‘CITIES in TRANSITION’


Rust Belt cities look to Old World for new ways to rebuild

STAFF/WIRE report

news@vindy.com

Youngstown and other Rust Belt cities hoping to reverse decades of decline are finding new inspiration in unexpected places — the older industrial cities of Europe.

In recent weeks, leaders from Youngstown, Detroit, Cleveland, Pittsburgh, and Flint, Mich., have traveled to Europe as part of a “Cities in Transition” exchange sponsored by the German Marshall Fund and the Kresge Foundation.

A trip this month took leaders to Leipzig, Germany, and Manchester, England, after an earlier visit to Turin, Italy. All three cities are reversing decades of job losses and population decline.

Presley Gillespie is the executive director of the Youngstown Neighborhood Development Corporation. He, along with Debora Flora, executive director of Lien Forward Ohio, also based in Youngstown, travelled with the group in December.

“We came back recognizing we were not out-classed, not outsmarted, not out-talented,” Gillespie said. “There was no magic bullet to their redevelopment. There were several lessons we uncovered.”

Whether European success translates to U.S. shores remains to be seen. Among key differences, Europeans tend to accept more government oversight than Americans. A more litigious U.S. society might stymie some of the more freewheeling, entrepreneurial programs Europeans are willing to try.

Even so, the trips have injected a note of excitement into industrial cities’ attempts at reinvention.

“Both cities we visited [Leipzig and Manchester] have developed very innovative ways to use their physical space year-round in the form of outdoor markets, canals and transit systems,” Gillespie said.

The Spinnerei complex in Leipzig, Germany, is the sort of urban redevelopment project that makes most American big-city mayors envious.

Spinnerei was once one of Europe’s biggest textile mills, covering three-quarters of a million square feet and employing thousands of workers. The business shuttered in the 1990s when the collapse of communism knocked the props out from under the government-supported firm. Some 90 percent of workers lost jobs.

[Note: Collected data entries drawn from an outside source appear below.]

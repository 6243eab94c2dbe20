//! Function tables and typed calls for both sides of the protocol.
//!
//! - [`authority`]: everything the authority exposes to callers and resources.
//! - [`managed`]: the surface a managed resource exposes back to its authority.

pub mod authority;
pub mod managed;

use crate::types::Selector;
use std::collections::HashMap;
use std::hash::Hash;

/// Build a selector → function table from a list of functions.
fn lookup<F, S>(all: &[F], signature: S) -> HashMap<Selector, F>
where
    F: Copy + Eq + Hash,
    S: Fn(F) -> &'static str,
{
    all.iter()
        .map(|f| (Selector::from_signature(signature(*f)), *f))
        .collect()
}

Almost immediately, artists began moving in, attracted by dirt-cheap costs and the industrial-chic environment. Spinnerei soon was home to hundreds of artists’ studios, a dozen or so galleries, offices for architects, designers, jewelry and fashion producers, a drama workshop, dance center and more. The once-vacant complex is mostly occupied now.

“It made me think of home,” Flora said. “We do use the Old Ward Bakery building on Mahoning where Glenwood splits off. There are artists with space in there and we have semi-annual open houses to browse and shop. The Spinnerei was taking that to a whole other level.”

Lien Forward Ohio helps people acquire abandoned properties with the aim of revitalizing them. Flora said the group is hoping to become a land bank through the county to increase its function and help with costs.

Despite cultural differences, American urban leaders say they have found new inspiration in European success stories such as Leipzig, Germany, and Manchester, England. They particularly admired the strong, unified vision each city fostered in the face of decline.

“Vision leads, really just having a vision that’s out there that’s been bought into by the community,” said Marja Winters, deputy director of Detroit’s Planning and Development Department, who visited Leipzig and Manchester this month. “All the strategy and plans line up.”

Gillespie said he hopes to bring some experts he met overseas back to Youngstown to continue the conversation. The “Cities in Transition” project is a three-year initiative Gillespie hopes can help direct the city.

“We want to become a trusted adviser to the city to look for innovative ways to transform our city,” he said of the YNDC, which has been around a little more than a year. “It’s not a matter of having influence but bringing our knowledge to the table and make what they’re doing more successful.”

Since the mid-’90s, both cities have revitalized their downtown cores as retail, shopping and cultural centers. They have built thousands of new housing units in neighborhoods and boosted new industry, such as Manchester’s drive to become a center of digital entertainment technology.

European cities tended to hit bottom at least a decade or more before their American counterparts, and have been at the game of urban reinvention longer.

One big reason for the comeback is a willingness to let the private sector lead the way. That surprised some Americans used to thinking of Europe as the home of socialistic central planning.

European cities also take a more integrated approach to revitalization, linking housing, business, education, transit and recreational planning in unified efforts instead of separate silos, as often happens in America. And European policy tends to promote long-term visions and multiyear efforts, while U.S. policy tends to shift with each election cycle.

Alan Mallach, an urban planner based in New Jersey who has studied Detroit and who visited Leipzig and Manchester, said European cities have a clear advantage over U.S. counterparts.

“You’re talking about a way of thinking about how local government operates and makes decisions that is just really, really different from how it’s done” in the U.S., he said.